André Lemos Jorge, professor da Uninove e ex-juiz do TRE-SP, também relatou como o sistema é frequentemente usado por quem tem intimidade com os mecanismos para beneficiar a própria categoria.
"Quando cheguei ao TRE, ouvíamos todas as vezes os princípios da razoabilidade, da proporcionalidade e eu fui até estudar, porque, como professor, eu nunca ouvi esses princípios sendo aplicados por advogados e promotores como estavam sendo feitos, sobre os temas mais diversos. E, realmente, o único fator comum que encontrei nos pedidos que analisei era a comodidade de quem o pediu", relatou.
Jorge ressaltou ainda que, atualmente, já há uma infinidade de "minirreformas" políticas após cada eleição, por meio do Congresso ou provocadas por ações de candidatos e partidos na Justiça Eleitoral, e que forçam mudanças no regulamento eleitoral. "Já fui contra a cláusula de barreira, mas, na minha experiência no TRE, vi como, a cada ano, às vésperas das eleições, eram criados diversos diretórios municipais de partidos apenas para integrar coligações. Posso até voltar a mudar de ideia, mas, hoje, acho que é uma medida necessária para ordenar o sistema", refletiu.
Aldo Arantes foi o único integrante da mesa a discordar da cláusula de barreira como medida capaz de avançar a solução de todos problemas expostos pelo debate. Arantes relatou como, desde que foi presidente da UNE à época do governo de João Goulart, tem sido testemunha das mesmas manobras pelos grupos dominantes da política, com o objetivo da autopreservação.
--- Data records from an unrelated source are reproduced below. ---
use anyhow::{anyhow, Context, Result};
use clap::Parser;
use serde::Serialize;
use std::collections::BTreeMap;
use std::path::PathBuf;
use std::time::Duration;
use tracing_subscriber::EnvFilter;
use typegate::cli::{CheckArgs, Command, EnginesArgs, ModeArg, RootArgs};
use typegate::engine::builtin_registry;
use typegate::manifest::render_summary;
use typegate::runner::{run_check, CheckOptions};
use typegate::RequestedModes;

fn main() -> Result<()> {
    tracing_subscriber::fmt()
        .with_env_filter(EnvFilter::from_default_env())
        .with_writer(std::io::stderr)
        .init();
    let args = RootArgs::parse();
    match args.command {
        Command::Check(check) => run_check_command(check),
        Command::Engines(engines) => run_engines_command(engines),
    }
}

fn run_check_command(args: CheckArgs) -> Result<()> {
    if let Some(jobs) = args.jobs {
        // Ignored if a global pool already exists (e.g. under tests).
        let _ = rayon::ThreadPoolBuilder::new()
            .num_threads(jobs)
            .build_global();
    }

    let mut options = CheckOptions::new(args.root.clone());
    options.requested_modes = match args.mode {
        ModeArg::Current => RequestedModes::CurrentOnly,
        ModeArg::Full => RequestedModes::FullOnly,
        ModeArg::Both => RequestedModes::Both,
    };
    // An absent repeatable flag is "not provided"; precedence falls through
    // to environment, then config, then defaults.
    options.cli_targets = provided(args.paths);
    options.cli_include = provided(args.include);
    options.cli_exclude = provided(args.exclude);
    options.engines = provided(args.engines);
    options.engine_args = parse_grouped_kv(&args.engine_args, "--engine-arg")?;
    options.engine_configs = parse_kv(&args.engine_configs, "--engine-config")?;
    options.tool_overrides = parse_kv(&args.tools, "--tool")?
        .into_iter()
        .map(|(engine, path)| (engine, PathBuf::from(path)))
        .collect();
    options.allow_absolute = args.allow_absolute;
    options.max_depth = args.max_depth;
    options.no_cache = args.no_cache;
    options.cache_dir = args.cache_dir;
    options.timeout = args.timeout_seconds.map(Duration::from_secs_f64);
    options.verbose = args.verbose;

    let registry = builtin_registry();
    let manifest = run_check(&options, &registry)?;

    if let Some(out) = &args.out {
        manifest.write_pretty(out)?;
    }
    if args.json {
        println!("{}", manifest.to_json_pretty()?);
    } else {
        print!("{}", render_summary(&manifest));
    }
    Ok(())
}

#[derive(Debug, Serialize)]
struct EngineListing {
    id: String,
    tool: String,
    available: bool,
    resolved_path: Option<String>,
}

fn run_engines_command(args: EnginesArgs) -> Result<()> {
    let registry = builtin_registry();
    let mut listings = Vec::new();
    for engine in registry.values() {
        let resolved = which::which(engine.tool_name()).ok();
        listings.push(EngineListing {
            id: engine.id().to_string(),
            tool: engine.tool_name().to_string(),
            available: resolved.is_some(),
            resolved_path: resolved.map(|path| path.display().to_string()),
        });
    }
    if args.json {
        println!(
            "{}",
            serde_json::to_string_pretty(&listings).context("serialize engine listing")?
        );
    } else {
        for listing in &listings {
            let status = match &listing.resolved_path {
                Some(path) => path.clone(),
                None => "not found".to_string(),
            };
            println!("{:<10} {:<10} {status}", listing.id, listing.tool);
        }
    }
    Ok(())
}

fn provided(values: Vec<String>) -> Option<Vec<String>> {
    if values.is_empty() {
        None
    } else {
        Some(values)
    }
}

fn split_kv<'a>(raw: &'a str, flag: &str) -> Result<(&'a str, &'a str)> {
    raw.split_once('=')
        .ok_or_else(|| anyhow!("{flag} expects ID=VALUE, got {raw}"))
}

fn parse_kv(raw: &[String], flag: &str) -> Result<BTreeMap<String, String>> {
    let mut map = BTreeMap::new();
    for entry in raw {
        let (engine, value) = split_kv(entry, flag)?;
        map.insert(engine.to_string(), value.to_string());
    }
    Ok(map)
}

fn parse_grouped_kv(raw: &[String], flag: &str) -> Result<BTreeMap<String, Vec<String>>> {
    let mut map: BTreeMap<String, Vec<String>> = BTreeMap::new();
    for entry in raw {
        let (engine, value) = split_kv(entry, flag)?;
        map.entry(engine.to_string())
            .or_default()
            .push(value.to_string());
    }
    Ok(map)
}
"Vejo, hoje, surgindo o parlamentarismo como opção, novamente. Foi assim na época da 'Crise da Legalidade', quando não queriam deixar Jango assumir a presidência, foi isso o que fizeram. Essa medida é para que? Para que o povo não escolha o presidente. As reformas políticas que se propõem hoje também são, em maioria, dessa forma: mantém os privilégios desses grupos", afirmou.
Arantes é uma das lideranças da campanha da OAB por um projeto de lei de iniciativa popular com uma reforma política robusta. "Mas levamos o projeto, com mais de 900 mil assinaturas, para o então presidente da Câmara, Eduardo Cunha. Ele teve poder para engavetar sem nem ler um projeto apoiado por quase um milhão de brasileiros", lamentou.
"Só será possível encontrar solução se o critério da reforma for a soberania popular", concluiu Arantes.